Das LSG hat somit § 32 Abs. 1 BVG aF richtig angewandt. Die Revision war daher als unbegründet zurückzuweisen, soweit das Urteil des LSG den Anspruch auf Ausgleichsrente bis zum 31. Mai 1960 betrifft.

Das LSG konnte bei seiner am 13. Mai 1960 ergangenen Entscheidung nur das in diesem Zeitpunkt geltende Recht berücksichtigen, der Senat muß jedoch bei der Entscheidung über den vom Kläger erhobenen Anspruch, der auch für die spätere Zeit erhoben ist, noch die Rechtslage berücksichtigen, die sich daraus ergeben hat, daß am 1. Juni 1960 das 1. NOG in Kraft getreten ist. Im § 32 Abs. 1 BVG in der Fassung dieses Gesetzes (nF) sind aber die in § 32 Abs. 1 BVG aF befindlichen Worte: "und ihr Lebensunterhalt nicht auf andere. Weise sichergestellt ist" nicht mehr enthalten. Der Anspruch auf Ausgleichsrente setzt demnach nur noch voraus, daß der Schwerbeschädigte infolge seines Gesundheitszustandes oder hohen Alters oder aus einem anderen von ihn nicht zu vertretenden Grunde einer ihm zumutbaren Erwerbstätigkeit nicht mehr voll oder nur mit überdurchschnittlichem Kräfteaufwand nachgehen kann. Die wirtschaftlichen Verhältnisse werden jetzt nur noch bei der Berechnung der Höhe der Ausgleichsrente berücksichtigt, die volle Ausgleichsrente (§ 32 Abs. 2 BVG nF) ist nach § 33 Abs. 1 BVG um das anzurechnende Einkommen zu mindern und diese Minderung kann in solchem Umfange eintreten, daß eine Ausgleichsrente nicht mehr gewährt werden kann.

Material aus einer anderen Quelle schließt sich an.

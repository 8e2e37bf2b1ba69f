use std::path::{Path, PathBuf};
use std::time::Duration;

use custody_anchor::LedgerConfig;
use serde::{Deserialize, Serialize};

use crate::error::{CustodyError, CustodyResult};

/// Content store backend.
#[derive(Clone, Copy, Debug, Default, PartialEq, Eq, Serialize, Deserialize)]
#[serde(rename_all = "lowercase")]
pub enum ContentBackend {
    #[default]
    Memory,
    Fs,
}

/// Metadata store backend.
#[derive(Clone, Copy, Debug, Default, PartialEq, Eq, Serialize, Deserialize)]
#[serde(rename_all = "lowercase")]
pub enum MetadataBackend {
    #[default]
    Memory,
    File,
}

#[derive(Clone, Debug, PartialEq, Eq, Serialize, Deserialize)]
#[serde(default)]
pub struct ContentConfig {
    pub backend: ContentBackend,
    /// Root directory for the `fs` backend.
    pub root: PathBuf,
}

impl Default for ContentConfig {
    fn default() -> Self {
        Self {
            backend: ContentBackend::Memory,
            root: PathBuf::from("data/content"),
        }
    }
}

#[derive(Clone, Debug, PartialEq, Eq, Serialize, Deserialize)]
#[serde(default)]
pub struct MetadataConfig {
    pub backend: MetadataBackend,
    /// JSON file for the `file` backend.
    pub path: PathBuf,
}

impl Default for MetadataConfig {
    fn default() -> Self {
        Self {
            backend: MetadataBackend::Memory,
            path: PathBuf::from("data/records.json"),
        }
    }
}

#[derive(Clone, Debug, PartialEq, Eq, Serialize, Deserialize)]
#[serde(default)]
pub struct OracleConfig {
    /// Verification calls in flight per oracle request.
    pub max_concurrency: usize,
}

impl Default for OracleConfig {
    fn default() -> Self {
        Self { max_concurrency: 8 }
    }
}

/// Complete service configuration.
///
/// Built once (defaults, TOML text or a TOML file) and handed to
/// [`crate::CustodyService::from_config`].
#[derive(Clone, Debug, PartialEq, Eq, Serialize, Deserialize)]
#[serde(default)]
pub struct CustodyConfig {
    /// Deadline for the synchronous part of registration.
    pub register_timeout_ms: u64,
    pub content: ContentConfig,
    pub metadata: MetadataConfig,
    pub ledger: LedgerConfig,
    pub oracle: OracleConfig,
}

impl Default for CustodyConfig {
    fn default() -> Self {
        Self {
            register_timeout_ms: 10_000,
            content: ContentConfig::default(),
            metadata: MetadataConfig::default(),
            ledger: LedgerConfig::default(),
            oracle: OracleConfig::default(),
        }
    }
}

impl CustodyConfig {
    /// Parse and validate TOML text. Missing keys take their defaults.
    pub fn from_toml_str(text: &str) -> CustodyResult<Self> {
        let config: Self = toml::from_str(text).map_err(|e| CustodyError::Config(e.to_string()))?;
        config.validate()?;
        Ok(config)
    }

    /// Read, parse and validate a TOML file.
    pub fn load(path: &Path) -> CustodyResult<Self> {
        let text = std::fs::read_to_string(path)
            .map_err(|e| CustodyError::Config(format!("{}: {e}", path.display())))?;
        Self::from_toml_str(&text)
    }

    pub fn to_toml(&self) -> CustodyResult<String> {
        toml::to_string_pretty(self).map_err(|e| CustodyError::Config(e.to_string()))
    }

    pub fn validate(&self) -> CustodyResult<()> {
        if self.register_timeout_ms == 0 {
            return Err(CustodyError::Config(
                "register_timeout_ms must be positive".into(),
            ));
        }
        if self.oracle.max_concurrency == 0 {
            return Err(CustodyError::Config(
                "oracle.max_concurrency must be at least 1".into(),
            ));
        }
        self.ledger
            .validate()
            .map_err(|e| CustodyError::Config(format!("ledger: {e}")))
    }

    pub fn register_timeout(&self) -> Duration {
        Duration::from_millis(self.register_timeout_ms)
    }

    /// State file for a locally simulated ledger: `chain.json` beside the
    /// metadata file when records are durable, `None` otherwise.
    pub fn chain_snapshot_path(&self) -> Option<PathBuf> {
        match self.metadata.backend {
            MetadataBackend::File => Some(self.metadata.path.with_file_name("chain.json")),
            MetadataBackend::Memory => None,
        }
    }
}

Das LSG hat keine Feststellungen über das anzurechnende Einkommen des Klägers getroffen, insbesondere fehlen Angaben über Art, Umfang und Wert der dem Kläger durch das Kloster seit dem 1. Juni 1960 gewährten oder sonst empfangenen Leistungen. Der Senat konnte daher wegen fehlender Feststellungen über den Anspruch des Klägers für die Zeit nach dem 31. Mai 1960 nicht entscheiden und mußte insoweit die Sache an das LSG zurückverweisen. Da noch nicht zu übersehen ist, ob und in welchem Umfang der Kläger mit seinem Begehren für die Zeit nach dem 31. Mai 1960 Erfolg haben wird, hielt es der Senat für tunlich, auch die Entscheidung über die Kosten in vollem Umfang dem abschließenden Urteil des LSG vorzubehalten.